Je sélectionnai des habits propres (et pas étalés à terre à prendre la poussière) et entra dans la douche. Je savourais le temps illimité d'eau chaude que je disposais, contrairement à Allenwood où chaque goutte d'eau chaude était un luxe. Enfin, lorsque je sortis de la douche, les miroirs étaient tout embués, je les essuyais, laissant des traces qui dévoilaient mon visage neutre. J'en profitais pour ranger encore un peu des affaires mises à la mauvaise place, je tombais sur une pâquerette en plastique dont les pétales blancs ne me disait rien. J'allais voir dans la cuisine, interrogé le victorien.

— Lysandre, c'est toi qui a mis cette fleur dans ma salle de bain ?
— Et bien... je l'ai simplement ramassée à terre lorsque nous sommes venus le lendemain de la perquisition.
— C'est pas à toi ? demanda Castiel qui ne comprenait pas les fondements de cette question.
— Je suis du genre à mettre des pâquerettes blanches sur moi ? remarquai-je désabusée.
— Alors d'où vient cette fleur et que fait-elle ici ? raisonna Nelson professionnellement

Un long silence de réflexion s'installa, mais ce fut Castiel, les yeux grands ouverts qui proposa la réponse.

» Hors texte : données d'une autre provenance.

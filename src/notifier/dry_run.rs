use async_trait::async_trait;
use tracing::info;

use super::{MessageTemplate, Notifier};
use crate::error::ScanError;
use crate::signals::Signal;

/// Dry-run notifier: writes the rendered message to the log.
///
/// Selected when no Telegram credentials are configured.
#[derive(Debug, Clone, Default)]
pub struct LogNotifier {
    template: MessageTemplate,
}

impl LogNotifier {
    pub fn new(template: MessageTemplate) -> Self {
        Self { template }
    }
}

#[async_trait]
impl Notifier for LogNotifier {
    async fn deliver(&self, signal: &Signal) -> Result<(), ScanError> {
        let text = self.template.render(signal);
        info!(
            signal_id = %signal.id,
            symbol = %signal.instrument,
            direction = %signal.direction,
            "dry-run signal:\n{text}"
        );
        Ok(())
    }
}
// =============================================================================
// Scanner Configuration — JSON file + environment overrides
// =============================================================================
//
// Every tunable parameter lives here and is handed to the scan loop once at
// startup.  All fields carry `#[serde(default)]` so that a partial (or empty)
// file works and adding fields never breaks loading an older one.
//
// Secrets (bot token, API key) are read from the environment only and never
// serialised.
// =============================================================================

use std::path::Path;
use std::time::Duration;

use anyhow::{bail, Context, Result};
use serde::{Deserialize, Serialize};
use tracing::{info, warn};

use crate::indicators::IndicatorParams;
use crate::signals::SignalParams;

/// Upper bound for rounding precision; keeps the rounding factor finite.
const MAX_PRICE_PRECISION: u32 = 8;

// =============================================================================
// Default-value helpers (required by serde `default = "..."` attribute)
// =============================================================================

fn default_symbols() -> Vec<String> {
    vec![
        "BTCUSDT".to_string(),
        "ETHUSDT".to_string(),
        "SOLUSDT".to_string(),
        "BNBUSDT".to_string(),
        "XRPUSDT".to_string(),
    ]
}

fn default_interval() -> String {
    "5m".to_string()
}

fn default_lookback() -> usize {
    100
}

fn default_cadence_secs() -> u64 {
    300
}

fn default_timeout_secs() -> u64 {
    10
}

fn default_footer() -> String {
    "#Futures #CryptoSignals".to_string()
}

// =============================================================================
// ScannerConfig
// =============================================================================

/// Top-level configuration for the scanner process.
#[derive(Debug, Clone, Serialize, Deserialize)]
pub struct ScannerConfig {
    // --- Universe & sampling ------------------------------------------------

    /// Perpetual-futures symbols scanned every cycle, in order.
    #[serde(default = "default_symbols")]
    pub symbols: Vec<String>,

    /// Kline interval, e.g. "5m".
    #[serde(default = "default_interval")]
    pub interval: String,

    /// Candles fetched per instrument per cycle.
    #[serde(default = "default_lookback")]
    pub lookback: usize,

    /// Seconds slept between the end of one cycle and the start of the next.
    #[serde(default = "default_cadence_secs")]
    pub cadence_secs: u64,

    // --- Network ------------------------------------------------------------

    #[serde(default = "default_timeout_secs")]
    pub fetch_timeout_secs: u64,

    #[serde(default = "default_timeout_secs")]
    pub delivery_timeout_secs: u64,

    /// Process instruments of one cycle concurrently instead of in order.
    #[serde(default)]
    pub parallel_instruments: bool,

    // --- Strategy -----------------------------------------------------------

    #[serde(default)]
    pub indicators: IndicatorParams,

    #[serde(default)]
    pub signal: SignalParams,

    // --- Presentation -------------------------------------------------------

    /// Tag line appended to every message.  Empty disables it.
    #[serde(default = "default_footer")]
    pub message_footer: String,
}

impl Default for ScannerConfig {
    fn default() -> Self {
        Self {
            symbols: default_symbols(),
            interval: default_interval(),
            lookback: default_lookback(),
            cadence_secs: default_cadence_secs(),
            fetch_timeout_secs: default_timeout_secs(),
            delivery_timeout_secs: default_timeout_secs(),
            parallel_instruments: false,
            indicators: IndicatorParams::default(),
            signal: SignalParams::default(),
            message_footer: default_footer(),
        }
    }
}

impl ScannerConfig {
    /// Load configuration from a JSON file at `path`.
    pub fn load(path: impl AsRef<Path>) -> Result<Self> {
        let path = path.as_ref();

        let content = std::fs::read_to_string(path)
            .with_context(|| format!("failed to read scanner config from {}", path.display()))?;

        let config: Self = serde_json::from_str(&content)
            .with_context(|| format!("failed to parse scanner config from {}", path.display()))?;

        info!(
            path = %path.display(),
            symbols = ?config.symbols,
            interval = %config.interval,
            "scanner config loaded"
        );

        Ok(config)
    }

    /// Like [`load`](Self::load), but a missing file means defaults.  A file
    /// that exists but does not parse is still an error.
    pub fn load_or_default(path: impl AsRef<Path>) -> Result<Self> {
        let path = path.as_ref();
        if !path.exists() {
            warn!(path = %path.display(), "scanner config not found, using defaults");
            return Ok(Self::default());
        }
        Self::load(path)
    }

    /// Apply `SCANNER_*` overrides.  `lookup` is normally `std::env::var`.
    pub fn apply_env_overrides<F>(&mut self, lookup: F) -> Result<()>
    where
        F: Fn(&str) -> Option<String>,
    {
        if let Some(syms) = lookup("SCANNER_SYMBOLS") {
            self.symbols = syms
                .split(',')
                .map(|s| s.trim().to_uppercase())
                .filter(|s| !s.is_empty())
                .collect();
        }
        if let Some(iv) = lookup("SCANNER_INTERVAL") {
            self.interval = iv.trim().to_string();
        }
        if let Some(v) = lookup("SCANNER_CADENCE_SECS") {
            self.cadence_secs = v
                .trim()
                .parse()
                .with_context(|| format!("SCANNER_CADENCE_SECS is not an integer: {v}"))?;
        }
        if let Some(v) = lookup("SCANNER_LOOKBACK") {
            self.lookback = v
                .trim()
                .parse()
                .with_context(|| format!("SCANNER_LOOKBACK is not an integer: {v}"))?;
        }
        Ok(())
    }

    /// Reject configurations the scan loop cannot run with.
    pub fn validate(&self) -> Result<()> {
        if self.symbols.is_empty() {
            bail!("symbol list is empty");
        }
        if self.interval.is_empty() {
            bail!("interval is empty");
        }
        if self.lookback < 2 {
            bail!("lookback must be at least 2, got {}", self.lookback);
        }
        if self.cadence_secs == 0 {
            bail!("cadence_secs must be positive");
        }
        if self.fetch_timeout_secs == 0 || self.delivery_timeout_secs == 0 {
            bail!("network timeouts must be positive");
        }

        let ind = &self.indicators;
        if ind.fast_span == 0
            || ind.slow_span == 0
            || ind.rsi_period == 0
            || ind.volume_window == 0
        {
            bail!("indicator windows must be positive");
        }

        let sig = &self.signal;
        if sig.volume_multiplier <= 0.0 || sig.entry_band_pct <= 0.0 || sig.stop_loss_pct <= 0.0 {
            bail!("signal multipliers and offsets must be positive");
        }
        if sig.take_profit_pcts.iter().any(|p| *p <= 0.0) {
            bail!("take-profit offsets must be positive");
        }
        if sig.rsi_oversold >= sig.rsi_overbought {
            bail!(
                "rsi_oversold ({}) must be below rsi_overbought ({})",
                sig.rsi_oversold,
                sig.rsi_overbought
            );
        }
        if sig.price_precision > MAX_PRICE_PRECISION {
            bail!(
                "price_precision {} exceeds {MAX_PRICE_PRECISION}",
                sig.price_precision
            );
        }
        if let Some((symbol, p)) = sig
            .symbol_precision
            .iter()
            .find(|(_, p)| **p > MAX_PRICE_PRECISION)
        {
            bail!("symbol_precision for {symbol} is {p}, max {MAX_PRICE_PRECISION}");
        }

        let min = ind.min_lookback();
        if self.lookback < min {
            warn!(
                lookback = self.lookback,
                recommended = min,
                "lookback shorter than indicator warm-up; expect no signals"
            );
        }

        Ok(())
    }

    pub fn cadence(&self) -> Duration {
        Duration::from_secs(self.cadence_secs)
    }

    pub fn fetch_timeout(&self) -> Duration {
        Duration::from_secs(self.fetch_timeout_secs)
    }

    pub fn delivery_timeout(&self) -> Duration {
        Duration::from_secs(self.delivery_timeout_secs)
    }
}

// =============================================================================
// Credentials
// =============================================================================

/// Secrets read from the environment.
#[derive(Clone, Default)]
pub struct Credentials {
    pub binance_api_key: Option<String>,
    pub telegram_bot_token: Option<String>,
    pub telegram_chat_id: Option<String>,
}

impl Credentials {
    /// Read credentials through `lookup`.  `BOT_TOKEN` / `CHANNEL_ID` are
    /// accepted as fallbacks for the `TELEGRAM_*` names.
    pub fn from_lookup<F>(lookup: F) -> Self
    where
        F: Fn(&str) -> Option<String>,
    {
        let non_empty = |name: &str| lookup(name).filter(|v| !v.trim().is_empty());
        Self {
            binance_api_key: non_empty("BINANCE_API_KEY"),
            telegram_bot_token: non_empty("TELEGRAM_BOT_TOKEN").or_else(|| non_empty("BOT_TOKEN")),
            telegram_chat_id: non_empty("TELEGRAM_CHANNEL_ID").or_else(|| non_empty("CHANNEL_ID")),
        }
    }

    pub fn from_env() -> Self {
        Self::from_lookup(|name| std::env::var(name).ok())
    }

    /// Token and chat id, when both are present.
    pub fn telegram(&self) -> Option<(&str, &str)> {
        Some((
            self.telegram_bot_token.as_deref()?,
            self.telegram_chat_id.as_deref()?,
        ))
    }
}

impl std::fmt::Debug for Credentials {
    fn fmt(&self, f: &mut std::fmt::Formatter<'_>) -> std::fmt::Result {
        let mask = |v: &Option<String>| if v.is_some() { "<redacted>" } else { "<unset>" };
        f.debug_struct("Credentials")
            .field("binance_api_key", &mask(&self.binance_api_key))
            .field("telegram_bot_token", &mask(&self.telegram_bot_token))
            .field("telegram_chat_id", &self.telegram_chat_id)
            .finish()
    }
}
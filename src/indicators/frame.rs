// =============================================================================
// Indicator Frame — all derived columns for one Series
// =============================================================================
//
// Columns are aligned index-for-index with the source candles.  A `None`
// entry means "not yet computable" (warm-up prefix or poisoned input) and is
// never read as zero.
// =============================================================================

use serde::{Deserialize, Serialize};

use super::ema::{ema_series, EmaWeighting};
use super::rsi::rsi_series;
use super::volume::sma_series;
use crate::error::ScanError;
use crate::market_data::Series;

fn default_fast_span() -> usize {
    9
}

fn default_slow_span() -> usize {
    21
}

fn default_rsi_period() -> usize {
    14
}

fn default_volume_window() -> usize {
    20
}

/// Window lengths for the indicator columns.
#[derive(Debug, Clone, Serialize, Deserialize)]
pub struct IndicatorParams {
    #[serde(default = "default_fast_span")]
    pub fast_span: usize,

    #[serde(default = "default_slow_span")]
    pub slow_span: usize,

    #[serde(default = "default_rsi_period")]
    pub rsi_period: usize,

    #[serde(default = "default_volume_window")]
    pub volume_window: usize,

    #[serde(default)]
    pub ema_weighting: EmaWeighting,
}

impl Default for IndicatorParams {
    fn default() -> Self {
        Self {
            fast_span: default_fast_span(),
            slow_span: default_slow_span(),
            rsi_period: default_rsi_period(),
            volume_window: default_volume_window(),
            ema_weighting: EmaWeighting::default(),
        }
    }
}

impl IndicatorParams {
    /// Smallest lookback that leaves two defined trailing rows.
    pub fn min_lookback(&self) -> usize {
        self.slow_span
            .max(self.rsi_period)
            .max(self.volume_window)
            + 2
    }
}

/// One fully-defined row of the frame.
#[derive(Debug, Clone, Copy, PartialEq)]
pub struct IndicatorRow {
    pub ema_fast: f64,
    pub ema_slow: f64,
    pub rsi: f64,
    pub volume_avg: f64,
}

/// Derived indicator columns for a [`Series`].
#[derive(Debug, Clone, Default)]
pub struct IndicatorFrame {
    pub ema_fast: Vec<Option<f64>>,
    pub ema_slow: Vec<Option<f64>>,
    pub rsi: Vec<Option<f64>>,
    pub volume_avg: Vec<Option<f64>>,
}

impl IndicatorFrame {
    pub fn len(&self) -> usize {
        self.ema_fast.len()
    }

    /// Row `i` if every column is defined there.
    pub fn row(&self, i: usize) -> Option<IndicatorRow> {
        Some(IndicatorRow {
            ema_fast: (*self.ema_fast.get(i)?)?,
            ema_slow: (*self.ema_slow.get(i)?)?,
            rsi: (*self.rsi.get(i)?)?,
            volume_avg: (*self.volume_avg.get(i)?)?,
        })
    }

    /// The previous and latest rows, both fully defined.
    pub fn trailing_pair(&self) -> Result<(IndicatorRow, IndicatorRow), ScanError> {
        let n = self.len();
        if n < 2 {
            return Err(ScanError::ComputationGap {
                reason: format!("need 2 rows, frame has {n}"),
            });
        }

        match (self.row(n - 2), self.row(n - 1)) {
            (Some(prev), Some(last)) => Ok((prev, last)),
            _ => Err(ScanError::ComputationGap {
                reason: format!("undefined indicator value in last two of {n} rows"),
            }),
        }
    }
}

/// Pure, deterministic indicator computation.
#[derive(Debug, Clone, Default)]
pub struct IndicatorEngine {
    params: IndicatorParams,
}

impl IndicatorEngine {
    pub fn new(params: IndicatorParams) -> Self {
        Self { params }
    }

    pub fn compute(&self, series: &Series) -> IndicatorFrame {
        let closes = series.closes();
        let volumes = series.volumes();
        let p = &self.params;

        IndicatorFrame {
            ema_fast: ema_series(&closes, p.fast_span, p.ema_weighting),
            ema_slow: ema_series(&closes, p.slow_span, p.ema_weighting),
            rsi: rsi_series(&closes, p.rsi_period),
            volume_avg: sma_series(&volumes, p.volume_window),
        }
    }
}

— Capucine ! Je l'ai entendu dire à Selly qu'elle avait perdu quelque chose chez Alie ! ça pourrait être ça !

Nelson se leva et sortit de sa pochette de cuir mon dossier, puis les photos prises lors de la perquisition et les étala sur la table.

— Si elle a oublié quelque chose, elle devrait être sur la scène de crime !

Nos yeux fouillèrent frénétiquement les photos à la recherche de cette fleur qui pourrait tout changer.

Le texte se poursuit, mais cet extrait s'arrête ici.